Hay unos ojos que me persiguen.
Unos ojos oscuros y de hombre, claro.
Apenas me levanto están allí,
flotando sobre la escalera, esperando para seguir mis pasos. Son ojos incesantes, ojos que no menguan.
Están colgados de unas cejas negras, maravillosas. Por ellas les perdonaría su
existencia –pero aún no lo decidí-. Son cejas como signos de admiración, como
subrayado doble, como times New Roman 12.
Esos ojos tienen la capacidad de
leer mis pensamientos; así que me cuido
de pensar en algo directamente cuando están cerca con esa actitud calma que dan
ganas de acariciarlos y entregarles un hueso. Para que no me desnuden de
palabras y abstracciones pienso indirectamente. Abro niveles diferentes, mezclo
reflexiones con inventos, hechos verdaderos. Por nada del mundo quiero que esos
ojos se enteren de mis secretos.
A veces los pierdo de vista un
rato. Sobre todo cuando manejo. En esos momentos estoy pendiente de otros
autos, de otras personas o de las ruedas de los camiones. Son hipnóticas esas
ruedas. Los pierdo de vista pero imprevisiblemente en algún semáforo se posan
delicadamente sobre mi hombro derecho y yo les hago un guiño a través del
espejito. Las cejas se alzan y es como si bailaran. Me hacen reír.

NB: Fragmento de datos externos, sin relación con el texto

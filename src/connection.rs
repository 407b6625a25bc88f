//! Logical sessions against the engine host.

use std::fmt;
use std::sync::atomic::{AtomicUsize, Ordering};
use std::sync::{Arc, Mutex};

use arrow::record_batch::RecordBatch;
use log::debug;
use tokio::sync::{Mutex as AsyncMutex, OwnedMutexGuard};

use crate::channel::{MessageChannel, ResponseStream};
use crate::config::QueryConfig;
use crate::decode;
use crate::error::{BridgeError, BridgeResult};
use crate::protocol::Payload;

/// Connection lifecycle states.
///
/// `Open` and `Querying` cycle; `Closed` is terminal.
#[derive(Debug, Clone, Copy, PartialEq, Eq)]
pub enum ConnectionState {
    Open,
    Querying,
    Closed,
}

/// A logical session on the engine host.
///
/// Queries on one connection are serialized in submission order: a second
/// `query` call awaits the completion of the previous query's result stream
/// before it is sent to the host. This is a contract of the connection, not
/// an artifact of the transport; different connections interleave freely.
///
/// Closing is idempotent; a closed connection rejects every further
/// operation with a state error.
pub struct Connection {
    channel: Arc<MessageChannel>,
    session: u32,
    config: QueryConfig,
    state: Arc<Mutex<ConnectionState>>,
    /// Fair FIFO gate serializing queries per connection.
    query_gate: Arc<AsyncMutex<()>>,
    /// Correlation id of the in-flight query, if any.
    active_query: Arc<Mutex<Option<u64>>>,
    /// Database-wide count of in-flight queries (guards file drops).
    inflight: Arc<AtomicUsize>,
}

impl Connection {
    pub(crate) fn new(
        channel: Arc<MessageChannel>,
        session: u32,
        config: QueryConfig,
        inflight: Arc<AtomicUsize>,
    ) -> Self {
        Self {
            channel,
            session,
            config,
            state: Arc::new(Mutex::new(ConnectionState::Open)),
            query_gate: Arc::new(AsyncMutex::new(())),
            active_query: Arc::new(Mutex::new(None)),
            inflight,
        }
    }

    /// Session identifier on the engine host.
    pub fn session(&self) -> u32 {
        self.session
    }

    /// Current lifecycle state.
    pub fn state(&self) -> ConnectionState {
        *self.state.lock().expect("state lock poisoned")
    }

    /// Whether the connection has been closed.
    pub fn is_closed(&self) -> bool {
        self.state() == ConnectionState::Closed
    }

    /// Execute a SQL statement.
    ///
    /// Returns a [`QueryResult`] exposing the decoded batches both lazily
    /// (`next_batch`) and eagerly (`collect`). The query is in flight until
    /// the result stream finishes; see the type-level note on
    /// serialization.
    pub async fn query(&self, sql: impl Into<String>) -> BridgeResult<QueryResult> {
        self.query_inner(sql.into(), None).await
    }

    /// Execute a SQL statement with bound parameters.
    pub async fn query_with_params(
        &self,
        sql: impl Into<String>,
        params: Vec<serde_json::Value>,
    ) -> BridgeResult<QueryResult> {
        self.query_inner(sql.into(), Some(params)).await
    }

    async fn query_inner(
        &self,
        sql: String,
        params: Option<Vec<serde_json::Value>>,
    ) -> BridgeResult<QueryResult> {
        if self.is_closed() {
            return Err(BridgeError::state("connection is closed"));
        }

        let guard = self.query_gate.clone().lock_owned().await;
        // The connection may have been closed while queued behind the
        // previous query.
        if self.is_closed() {
            return Err(BridgeError::state("connection is closed"));
        }

        let stream = self
            .channel
            .open_stream(Payload::QueryRequest {
                session: self.session,
                sql,
                params,
            })
            .await?;

        *self.state.lock().expect("state lock poisoned") = ConnectionState::Querying;
        *self.active_query.lock().expect("active query lock poisoned") = Some(stream.id());
        self.inflight.fetch_add(1, Ordering::SeqCst);
        debug!("session {}: query {} in flight", self.session, stream.id());

        let ticket = QueryTicket {
            id: stream.id(),
            state: Arc::clone(&self.state),
            active_query: Arc::clone(&self.active_query),
            inflight: Arc::clone(&self.inflight),
            guard: Some(guard),
            released: false,
        };

        Ok(QueryResult {
            stream: Some(stream),
            cache: Vec::new(),
            config: self.config,
            channel: Arc::clone(&self.channel),
            ticket,
            failed: None,
        })
    }

    /// Cancel the in-flight query, if any.
    ///
    /// Best-effort and cooperative: the pending [`QueryResult`] resolves
    /// with a cancellation error and the connection returns to `Open` once
    /// the result observes it. A connection with nothing in flight is a
    /// no-op success.
    pub async fn cancel_pending(&self) -> BridgeResult<()> {
        if self.is_closed() {
            return Err(BridgeError::state("connection is closed"));
        }
        let active = *self.active_query.lock().expect("active query lock poisoned");
        match active {
            Some(id) => self.channel.cancel(id).await,
            None => Ok(()),
        }
    }

    /// Close the connection, cancelling any in-flight query and releasing
    /// the session on the engine host.
    ///
    /// Idempotent: closing an already-closed connection is a no-op success.
    pub async fn close(&self) -> BridgeResult<()> {
        {
            let mut state = self.state.lock().expect("state lock poisoned");
            if *state == ConnectionState::Closed {
                return Ok(());
            }
            *state = ConnectionState::Closed;
        }

        let active = *self.active_query.lock().expect("active query lock poisoned");
        if let Some(id) = active {
            // The pending result resolves with a cancellation error rather
            // than staying unresolved.
            let _ = self.channel.cancel(id).await;
        }

        debug!("session {}: closing", self.session);
        match self
            .channel
            .request(Payload::DisconnectRequest {
                session: self.session,
            })
            .await
        {
            Ok(Payload::DisconnectResponse) => Ok(()),
            Ok(other) => Err(BridgeError::protocol(format!(
                "expected disconnect-response, got {}",
                other.kind()
            ))),
            // The host is gone; the session died with it.
            Err(BridgeError::ChannelClosed) | Err(BridgeError::Cancelled) => Ok(()),
            Err(err) => Err(err),
        }
    }
}

impl fmt::Debug for Connection {
    fn fmt(&self, f: &mut fmt::Formatter<'_>) -> fmt::Result {
        f.debug_struct("Connection")
            .field("session", &self.session)
            .field("state", &self.state())
            .finish_non_exhaustive()
    }
}

/// Bookkeeping released exactly once when a query leaves the in-flight
/// window (stream finished, failed, or the result was dropped).
struct QueryTicket {
    id: u64,
    state: Arc<Mutex<ConnectionState>>,
    active_query: Arc<Mutex<Option<u64>>>,
    inflight: Arc<AtomicUsize>,
    guard: Option<OwnedMutexGuard<()>>,
    released: bool,
}

impl QueryTicket {
    fn release(&mut self) {
        if self.released {
            return;
        }
        self.released = true;
        self.inflight.fetch_sub(1, Ordering::SeqCst);
        {
            let mut active = self.active_query.lock().expect("active query lock poisoned");
            if *active == Some(self.id) {
                *active = None;
            }
        }
        {
            let mut state = self.state.lock().expect("state lock poisoned");
            if *state == ConnectionState::Querying {
                *state = ConnectionState::Open;
            }
        }
        self.guard = None;
    }
}

impl Drop for QueryTicket {
    fn drop(&mut self) {
        self.release();
    }
}

/// The result of one query: a finite, non-restartable sequence of decoded
/// record batches.
///
/// Batches can be consumed lazily with [`next_batch`](Self::next_batch) or
/// materialized with [`collect`](Self::collect). Every delivered batch is
/// cached for the lifetime of the result, so collecting twice never
/// re-executes the query or re-fetches from the host.
pub struct QueryResult {
    stream: Option<ResponseStream>,
    cache: Vec<RecordBatch>,
    config: QueryConfig,
    channel: Arc<MessageChannel>,
    ticket: QueryTicket,
    /// Terminal error, resurfaced on every poll after the failure.
    failed: Option<BridgeError>,
}

impl QueryResult {
    /// Correlation id of the underlying request.
    pub fn id(&self) -> u64 {
        self.ticket.id
    }

    /// Await and decode the next batch; `Ok(None)` once the stream ends.
    ///
    /// A result that already failed keeps failing: every later call
    /// resurfaces the terminal error instead of presenting the partial
    /// cache as a completed stream.
    pub async fn next_batch(&mut self) -> BridgeResult<Option<RecordBatch>> {
        if let Some(err) = &self.failed {
            return Err(err.clone());
        }
        let Some(stream) = self.stream.as_mut() else {
            return Ok(None);
        };
        match stream.next_chunk().await {
            Ok(Some(buffer)) => match decode::decode_batch(&buffer, &self.config) {
                Ok(batch) => {
                    self.cache.push(batch.clone());
                    Ok(Some(batch))
                }
                Err(err) => {
                    // A batch we cannot decode leaves the stream unusable;
                    // tell the host to stop producing.
                    self.channel.cancel_detached(self.ticket.id);
                    self.fail(err)
                }
            },
            Ok(None) => {
                self.finish();
                Ok(None)
            }
            Err(err) => self.fail(err),
        }
    }

    /// Drain the stream and return all batches, cached ones included.
    pub async fn collect(&mut self) -> BridgeResult<Vec<RecordBatch>> {
        while self.next_batch().await?.is_some() {}
        Ok(self.cache.clone())
    }

    /// Batches delivered so far.
    pub fn batches(&self) -> &[RecordBatch] {
        &self.cache
    }

    /// Total rows across the batches delivered so far.
    pub fn num_rows(&self) -> usize {
        self.cache.iter().map(|b| b.num_rows()).sum()
    }

    /// Whether the stream has delivered its terminal event.
    pub fn is_finished(&self) -> bool {
        self.stream.is_none()
    }

    fn finish(&mut self) {
        self.stream = None;
        self.ticket.release();
    }

    fn fail(&mut self, err: BridgeError) -> BridgeResult<Option<RecordBatch>> {
        self.finish();
        self.failed = Some(err.clone());
        Err(err)
    }
}

impl fmt::Debug for QueryResult {
    fn fmt(&self, f: &mut fmt::Formatter<'_>) -> fmt::Result {
        f.debug_struct("QueryResult")
            .field("id", &self.ticket.id)
            .field("cached_batches", &self.cache.len())
            .field("finished", &self.is_finished())
            .field("failed", &self.failed)
            .finish_non_exhaustive()
    }
}

impl Drop for QueryResult {
    fn drop(&mut self) {
        if let Some(stream) = &self.stream {
            if !stream.is_finished() {
                // Unconsumed stream: stop the host without blocking drop.
                self.channel.cancel_detached(self.ticket.id);
            }
        }
    }
}
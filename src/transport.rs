//! Duplex message transport between the caller and the engine host.
//!
//! The engine runs in an isolated execution context; the only interaction
//! with it is message passing over this pipe. [`pair`] creates the two
//! endpoints: the caller side is handed to
//! [`MessageChannel`](crate::channel::MessageChannel), the host side to
//! whatever drives the engine (in tests, a scripted mock host task).

use tokio::sync::mpsc;

use crate::protocol::Message;

/// Default bound for each direction of the pipe.
pub const DEFAULT_CAPACITY: usize = 64;

/// Caller-side endpoint.
pub struct Transport {
    pub(crate) tx: mpsc::Sender<Message>,
    pub(crate) rx: mpsc::Receiver<Message>,
}

/// Host-side endpoint.
pub struct HostEndpoint {
    tx: mpsc::Sender<Message>,
    rx: mpsc::Receiver<Message>,
}

impl HostEndpoint {
    /// Receive the next message from the caller.
    ///
    /// Returns `None` once the caller side is gone.
    pub async fn recv(&mut self) -> Option<Message> {
        self.rx.recv().await
    }

    /// Send a message to the caller.
    ///
    /// Returns `false` if the caller side is gone.
    pub async fn send(&self, message: Message) -> bool {
        self.tx.send(message).await.is_ok()
    }

    /// Clone of the host-to-caller sender, for host tasks that answer out
    /// of band (e.g. streaming chunks while still accepting new requests).
    pub fn sender(&self) -> mpsc::Sender<Message> {
        self.tx.clone()
    }
}

/// Create a connected transport pair with [`DEFAULT_CAPACITY`].
pub fn pair_default() -> (Transport, HostEndpoint) {
    pair(DEFAULT_CAPACITY)
}

/// Create a connected transport pair with the given per-direction capacity.
pub fn pair(capacity: usize) -> (Transport, HostEndpoint) {
    let (caller_tx, host_rx) = mpsc::channel(capacity);
    let (host_tx, caller_rx) = mpsc::channel(capacity);
    (
        Transport {
            tx: caller_tx,
            rx: caller_rx,
        },
        HostEndpoint {
            tx: host_tx,
            rx: host_rx,
        },
    )
}
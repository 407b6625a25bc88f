//! Integration tests for database open/connect lifecycle.

mod support;

use skiff::{AccessMode, BridgeError, Database, DatabaseOptions};

use support::QueryScript;

#[tokio::test]
async fn test_open_connect_select_one() {
    let (transport, _stats) = support::spawn_host(vec![]);
    let db = Database::new(transport);
    db.open(DatabaseOptions::in_memory()).await.unwrap();

    let conn = db.connect().await.unwrap();
    let mut result = conn.query("SELECT 1").await.unwrap();
    let batches = result.collect().await.unwrap();

    assert_eq!(batches.len(), 1);
    assert_eq!(batches[0].num_columns(), 1);
    assert_eq!(batches[0].num_rows(), 1);
    let col = skiff::decode::column_as::<arrow::array::Int32Array>(&batches[0], 0).unwrap();
    assert_eq!(col.value(0), 1);

    conn.close().await.unwrap();
}

#[tokio::test]
async fn test_open_twice_is_state_error() {
    let (transport, _stats) = support::spawn_host(vec![]);
    let db = Database::new(transport);
    db.open(DatabaseOptions::in_memory()).await.unwrap();

    let err = db.open(DatabaseOptions::in_memory()).await.unwrap_err();
    assert!(matches!(err, BridgeError::State(_)));
    // Still usable after the failed re-open.
    assert!(db.is_open());
    db.connect().await.unwrap();
}

#[tokio::test]
async fn test_contradictory_options_fail_open() {
    let (transport, _stats) = support::spawn_host(vec![]);
    let db = Database::new(transport);

    let options = DatabaseOptions {
        access_mode: AccessMode::ReadOnly,
        ..DatabaseOptions::in_memory()
    };
    let err = db.open(options).await.unwrap_err();
    assert!(matches!(err, BridgeError::Config(_)));
    assert!(!db.is_open());

    // A valid open afterwards succeeds.
    db.open(DatabaseOptions::in_memory()).await.unwrap();
}

#[tokio::test]
async fn test_connect_before_open_is_state_error() {
    let (transport, _stats) = support::spawn_host(vec![]);
    let db = Database::new(transport);

    let err = db.connect().await.unwrap_err();
    assert!(matches!(err, BridgeError::State(_)));
}

#[tokio::test]
async fn test_connections_get_distinct_sessions() {
    let (transport, _stats) = support::spawn_host(vec![]);
    let db = Database::new(transport);
    db.open(DatabaseOptions::in_memory()).await.unwrap();

    let first = db.connect().await.unwrap();
    let second = db.connect().await.unwrap();
    assert_ne!(first.session(), second.session());
}

#[tokio::test]
async fn test_terminate_invalidates_everything() {
    let (transport, _stats) = support::spawn_host(vec![QueryScript::Hang]);
    let db = Database::new(transport);
    db.open(DatabaseOptions::in_memory()).await.unwrap();

    let conn = db.connect().await.unwrap();
    let mut pending = conn.query("SELECT hang()").await.unwrap();

    db.terminate();

    // The pending query resolves with a cancellation error, never hangs.
    let err = pending.next_batch().await.unwrap_err();
    assert!(err.is_cancelled());

    // New work on the invalidated connection fails.
    let err = conn.query("SELECT 1").await.unwrap_err();
    assert!(err.is_disconnected());

    // Close still succeeds: the session died with the host link.
    conn.close().await.unwrap();
}
pub mod config;
pub mod logger;

pub use config::*;
pub use logger::*;
use clap::Parser;

#[tokio::main]
async fn main() -> anyhow::Result<()> {
    aisearch_proxy_lib::run(aisearch_proxy_lib::Cli::parse()).await
}
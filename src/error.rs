use axum::{
    http::StatusCode,
    response::{IntoResponse, Response},
    Json,
};
use serde_json::json;
use thiserror::Error;

/// Failure taxonomy shared by the translator and the HTTP layer.
///
/// The `Display` text of the translator-level variants is exactly what the
/// client sees inside an error chunk.
#[derive(Error, Debug)]
pub enum ProxyError {
    #[error("Unsupported model: {0}")]
    UnsupportedModel(String),

    #[error("Failed to create conversation")]
    ConversationCreationFailed,

    #[error("HTTP {status}: {body}")]
    UpstreamHttp { status: u16, body: String },

    #[error("JSONDecodeError: {0}")]
    UpstreamParse(String),

    #[error("{0}")]
    UpstreamNetwork(String),

    #[error("TimeoutError: no upstream data for {0}s")]
    IdleTimeout(u64),

    #[error("{0}")]
    Auth(String),

    #[error("Invalid request: {0}")]
    InvalidRequest(String),

    #[error("Configuration error: {0}")]
    Config(String),

    #[error("IO error: {0}")]
    Io(#[from] std::io::Error),
}

impl ProxyError {
    /// Wrap a transport error as `<Kind>: <message>`.
    pub fn network(e: &reqwest::Error) -> Self {
        let kind = if e.is_timeout() {
            "TimeoutError"
        } else if e.is_connect() {
            "ConnectError"
        } else if e.is_body() || e.is_decode() {
            "BodyError"
        } else {
            "NetworkError"
        };
        ProxyError::UpstreamNetwork(format!("{}: {}", kind, e))
    }

    pub fn status_code(&self) -> StatusCode {
        match self {
            ProxyError::Auth(_) => StatusCode::UNAUTHORIZED,
            ProxyError::UnsupportedModel(_) | ProxyError::InvalidRequest(_) => {
                StatusCode::BAD_REQUEST
            }
            ProxyError::ConversationCreationFailed
            | ProxyError::UpstreamHttp { .. }
            | ProxyError::UpstreamParse(_)
            | ProxyError::UpstreamNetwork(_) => StatusCode::BAD_GATEWAY,
            ProxyError::IdleTimeout(_) => StatusCode::GATEWAY_TIMEOUT,
            ProxyError::Config(_) | ProxyError::Io(_) => StatusCode::INTERNAL_SERVER_ERROR,
        }
    }
}

impl IntoResponse for ProxyError {
    fn into_response(self) -> Response {
        (
            self.status_code(),
            Json(json!({ "error": self.to_string() })),
        )
            .into_response()
    }
}

pub type ProxyResult<T> = Result<T, ProxyError>;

Imagino que debe ser fácil hacerlos
felices pero no se dejan. Son ojos con orgullo, casi soberbia diría yo.
Las paradojas entre nosotros se
suceden día a día: a veces no quieren mirarme. Sé que desean que yo fuera otra
y me miran de soslayo con una mueca de rabia. Pero ellos aparecen ahí, yo no
los llamo. Tal vez parte de una auto-tortura sea seguir a quien no quieren. No
me molestan, no voy a aplastarlos con una revista o algo así. Ojos que no
quieren mirar y mujer mirada que extrañaría que no la miren aunque no quiera
ser mirada.
Me causan ternura. Sé que
preferirían que no me diera cuenta de su rechazo pero son tan transparentes
pendiendo de esas cejas tupidas, inefables.
La otra tarde pensé que los había
perdido. No estaban en su posición habitual: a tres metros de mí en diagonal y
a un metro con setenta y cinco del suelo. Desaparecieron. Respiré aliviada.
Podía pensar. Luego entré en pánico. ¿Qué iba a ser de esos pobres ojos tan
mansos abandonados a su suerte? Los busqué por todos lados hasta que los vi,
escondidos, detrás de uno de los libros de la biblioteca. Se estaban haciendo
los graciosos.
No, señoritos, no pueden andar
por ahí perdiéndose, no. Desde ese día los llevo en la cartera no vaya a ser
que se queden atrapados en algún lado y ¿qué le digo a su dueño, después?